Figure 7.

Astrocytic mHtt increases oxidative stress in neurons. (A) The mitochondrial membrane potential is not affected by the expression of mHtt in neurons as assessed using Rhodamine 123 staining in living neurons (neurons WT/astrocytes WT n=5, neurons HD/astrocytes WT n=5, neurons WT/astrocytes HD n=7, neurons HD/astrocytes HD n=8; (two-way analysis of variance (ANOVA, neuron genotype), F_(1,21)=1.10; P=0.31; (astrocyte genotype), F_(1,21)=1.80; P=0.19). (B) A significant increase in ROS production was observed in BACHD neurons and WT neurons cultured with BACHD astrocytes using 2′,7′-dichlorodihydrofluorescein diacetate (H₂DCFDA), a cell-permeant indicator for ROS (two-way ANOVA (astrocyte genotype), F_(1,28)=11.75; P=0.0019) whereas neurons genotype did not affect oxidative stress (two-way ANOVA (neuron genotype), F_(1,28)=2.92; P=0.098) (neurons WT/astrocytes WT n=7, neurons HD/astrocytes WT n=7, neurons WT/astrocytes HD n=8, neurons HD/astrocytes HD n=8). (C) Immunoblot of carbonyl adduct formation shows an increased expression of carbonyl residues of neuronal proteins only when neurons are cultured in the presence of HD astrocytes (n=4 per condition, two-way ANOVA (neuron genotype), F_(1,12)=0.36; P=0.57; (astrocyte genotype), F_(1,12)=11.84; P=0.0049).
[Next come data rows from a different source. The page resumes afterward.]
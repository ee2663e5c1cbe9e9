//! # Telemetry Cache
//!
//! In-memory, per-stream store of the latest decoded SEI telemetry.
//!
//! Each monitor task writes only its own key; readers get owned copies
//! ([`SeiInfo`]), never references into the map. Entries not refreshed within
//! the staleness threshold read as absent and are removed lazily on read or
//! by [`TelemetryCache::sweep_stale`].
//!
//! New person detections are pushed to a single subscriber, synchronously and
//! in payload order, after the entry lock has been released.

use std::collections::{HashSet, VecDeque};
use std::panic::{catch_unwind, AssertUnwindSafe};
use std::sync::Arc;
use std::time::Duration;

use arc_swap::ArcSwapOption;
use dashmap::DashMap;
use serde_json::{Map, Value};

use reallive_common::events::CacheEvent;
use reallive_common::ids::normalize_stream_key;
use reallive_common::models::{
    PersonEvent, PersonEventKey, PersonState, SeiInfo, TelemetrySample, TelemetrySnapshot,
};
use reallive_common::normalize::{
    normalize_timestamp_ms, person_event, person_state, telemetry_from_device,
};
use reallive_sei::SeiJson;

use crate::config::MIN_STALE_AFTER;

/// Telemetry samples kept per stream.
pub const HISTORY_CAP: usize = 120;
/// Person events kept per stream.
pub const EVENT_CAP: usize = 200;
/// Person events returned by a read.
pub const EVENTS_RETURNED: usize = 50;
/// The dedup set is rebuilt from the ring once it grows past this.
const DEDUP_REBUILD_AT: usize = EVENT_CAP * 3;

/// Current Unix time in milliseconds.
pub fn now_ms() -> i64 {
    chrono::Utc::now().timestamp_millis()
}

// ── Subscriber ──────────────────────────────────────────────────────

/// Receiver of cache events. Called on the writer's task; keep it short.
pub trait EventHandler: Send + Sync {
    fn on_event(&self, event: CacheEvent);
}

impl<F> EventHandler for F
where
    F: Fn(CacheEvent) + Send + Sync,
{
    fn on_event(&self, event: CacheEvent) {
        self(event)
    }
}

// ── Entry ───────────────────────────────────────────────────────────

#[derive(Debug, Default)]
struct CacheEntry {
    updated_at: i64,
    telemetry: Option<TelemetrySnapshot>,
    history: VecDeque<TelemetrySample>,
    camera_config: Option<Map<String, Value>>,
    configurable: Option<Map<String, Value>>,
    person: Option<PersonState>,
    events: VecDeque<PersonEvent>,
    seen: HashSet<PersonEventKey>,
}

impl CacheEntry {
    fn is_stale(&self, now: i64, stale_after_ms: i64) -> bool {
        now - self.updated_at > stale_after_ms
    }

    /// Merge one payload. Returns the events that were new.
    fn merge(&mut self, stream_id: &str, payload: &SeiJson, payload_ts: i64) -> Vec<PersonEvent> {
        if let Some(device) = payload.get("device").and_then(Value::as_object) {
            let snapshot = telemetry_from_device(device);
            self.history
                .push_back(TelemetrySample::from_snapshot(payload_ts, &snapshot));
            while self.history.len() > HISTORY_CAP {
                self.history.pop_front();
            }
            self.telemetry = Some(snapshot);
            if self.history.len() == 1 {
                tracing::info!(stream_id = %stream_id, "telemetry online");
            }
        }

        if let Some(camera) = payload.get("camera").and_then(Value::as_object) {
            self.camera_config = Some(camera.clone());
        }
        if let Some(configurable) = payload.get("configurable").and_then(Value::as_object) {
            self.configurable = Some(configurable.clone());
        }
        if let Some(person) = payload.get("person").and_then(Value::as_object) {
            self.person = Some(person_state(person, payload_ts));
        }

        let mut fresh = Vec::new();
        if let Some(raw_events) = payload.get("events").and_then(Value::as_array) {
            for raw in raw_events {
                let Some(event) = person_event(raw, payload_ts) else {
                    continue;
                };
                if !self.seen.insert(event.dedup_key()) {
                    continue;
                }
                self.events.push_back(event.clone());
                fresh.push(event);
            }
            while self.events.len() > EVENT_CAP {
                self.events.pop_front();
            }
            if self.seen.len() > DEDUP_REBUILD_AT {
                self.seen = self.events.iter().map(PersonEvent::dedup_key).collect();
            }
        }
        fresh
    }

    fn to_info(&self) -> SeiInfo {
        let skip = self.events.len().saturating_sub(EVENTS_RETURNED);
        SeiInfo {
            updated_at: self.updated_at,
            telemetry: self.telemetry.clone(),
            telemetry_history: self.history.iter().cloned().collect(),
            camera_config: self.camera_config.clone(),
            configurable: self.configurable.clone(),
            person: self.person.clone(),
            person_events: self.events.iter().skip(skip).cloned().collect(),
        }
    }
}

/// Stream key named inside the payload, if any.
fn payload_stream_key(payload: &SeiJson) -> Option<String> {
    ["stream_key", "streamKey"]
        .iter()
        .filter_map(|field| payload.get(*field).and_then(Value::as_str))
        .map(normalize_stream_key)
        .find(|key| !key.is_empty())
}

// ── Cache ───────────────────────────────────────────────────────────

pub struct TelemetryCache {
    entries: DashMap<String, CacheEntry>,
    handler: ArcSwapOption<Box<dyn EventHandler>>,
    stale_after_ms: i64,
}

impl TelemetryCache {
    /// `stale_after` is raised to at least one second.
    pub fn new(stale_after: Duration) -> Self {
        let stale_after = stale_after.max(MIN_STALE_AFTER);
        Self {
            entries: DashMap::new(),
            handler: ArcSwapOption::empty(),
            stale_after_ms: i64::try_from(stale_after.as_millis()).unwrap_or(i64::MAX),
        }
    }

    pub fn stale_after(&self) -> Duration {
        Duration::from_millis(self.stale_after_ms as u64)
    }

    /// Install the event handler, replacing any previous one.
    pub fn subscribe(&self, handler: impl EventHandler + 'static) {
        self.handler.store(Some(Arc::new(Box::new(handler))));
    }

    pub fn unsubscribe(&self) {
        self.handler.store(None);
    }

    /// Merge a decoded payload received on `stream_id`'s monitor.
    pub fn update(&self, stream_id: &str, payload: &SeiJson) {
        self.update_at(stream_id, payload, now_ms());
    }

    pub fn update_at(&self, stream_id: &str, payload: &SeiJson, now: i64) {
        let key = payload_stream_key(payload).unwrap_or_else(|| normalize_stream_key(stream_id));
        if key.is_empty() {
            return;
        }
        let payload_ts = normalize_timestamp_ms(payload.get("ts"), now);

        let fresh = {
            let mut entry = self.entries.entry(key.clone()).or_default();
            let fresh = entry.merge(&key, payload, payload_ts);
            entry.updated_at = now;
            fresh
        };

        if !fresh.is_empty() {
            self.dispatch(fresh.into_iter().map(|event| CacheEvent::PersonDetected {
                stream_id: key.clone(),
                event,
            }));
        }
    }

    /// Owned copy of the stream's entry, or `None` if absent or stale.
    pub fn read(&self, stream_id: &str) -> Option<SeiInfo> {
        self.read_at(stream_id, now_ms())
    }

    pub fn read_at(&self, stream_id: &str, now: i64) -> Option<SeiInfo> {
        let key = normalize_stream_key(stream_id);
        if key.is_empty() {
            return None;
        }
        if self
            .entries
            .remove_if(&key, |_, entry| entry.is_stale(now, self.stale_after_ms))
            .is_some()
        {
            tracing::debug!(stream_id = %key, "evicted stale telemetry on read");
            return None;
        }
        self.entries.get(&key).map(|entry| entry.to_info())
    }

    /// Evict every stale entry and emit [`CacheEvent::Offline`] for each.
    /// Returns the evicted stream ids.
    pub fn sweep_stale(&self) -> Vec<String> {
        self.sweep_stale_at(now_ms())
    }

    pub fn sweep_stale_at(&self, now: i64) -> Vec<String> {
        let candidates: Vec<String> = self
            .entries
            .iter()
            .filter(|entry| entry.is_stale(now, self.stale_after_ms))
            .map(|entry| entry.key().clone())
            .collect();

        // A racing update refreshes the entry and keeps it alive.
        let evicted: Vec<String> = candidates
            .into_iter()
            .filter_map(|key| {
                self.entries
                    .remove_if(&key, |_, entry| entry.is_stale(now, self.stale_after_ms))
                    .map(|(key, _)| key)
            })
            .collect();

        for stream_id in &evicted {
            tracing::info!(stream_id = %stream_id, "telemetry offline");
        }
        self.dispatch(
            evicted
                .iter()
                .map(|stream_id| CacheEvent::Offline {
                    stream_id: stream_id.clone(),
                }),
        );
        evicted
    }

    /// Stream ids with an entry, stale or not.
    pub fn stream_ids(&self) -> Vec<String> {
        self.entries.iter().map(|e| e.key().clone()).collect()
    }

    pub fn len(&self) -> usize {
        self.entries.len()
    }

    pub fn is_empty(&self) -> bool {
        self.entries.is_empty()
    }

    fn dispatch(&self, events: impl IntoIterator<Item = CacheEvent>) {
        let Some(handler) = self.handler.load_full() else {
            return;
        };
        for event in events {
            let stream_id = event.stream_id().to_string();
            if catch_unwind(AssertUnwindSafe(|| handler.on_event(event))).is_err() {
                tracing::error!(stream_id = %stream_id, "cache event handler panicked");
            }
        }
    }
}

impl std::fmt::Debug for TelemetryCache {
    fn fmt(&self, f: &mut std::fmt::Formatter<'_>) -> std::fmt::Result {
        f.debug_struct("TelemetryCache")
            .field("entries", &self.entries.len())
            .field("stale_after_ms", &self.stale_after_ms)
            .finish()
    }
}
Immunostaining of 8-hydroxydeoxyguanosine (8-OH-dG) is increased in the dorsal striatum of 12-month-old BACHD mice (arrow) compared with WT mice (D) (n=3 per genotype). All data represent means±s.e.m. *P<0.05 and **P<0.01 compared with WT/WT condition. a.u., arbitrary unit; DCF, 2',7'-dichlorofluorescein; HD, Huntington's disease; ROS, reactive oxygen species; WT, wild-type.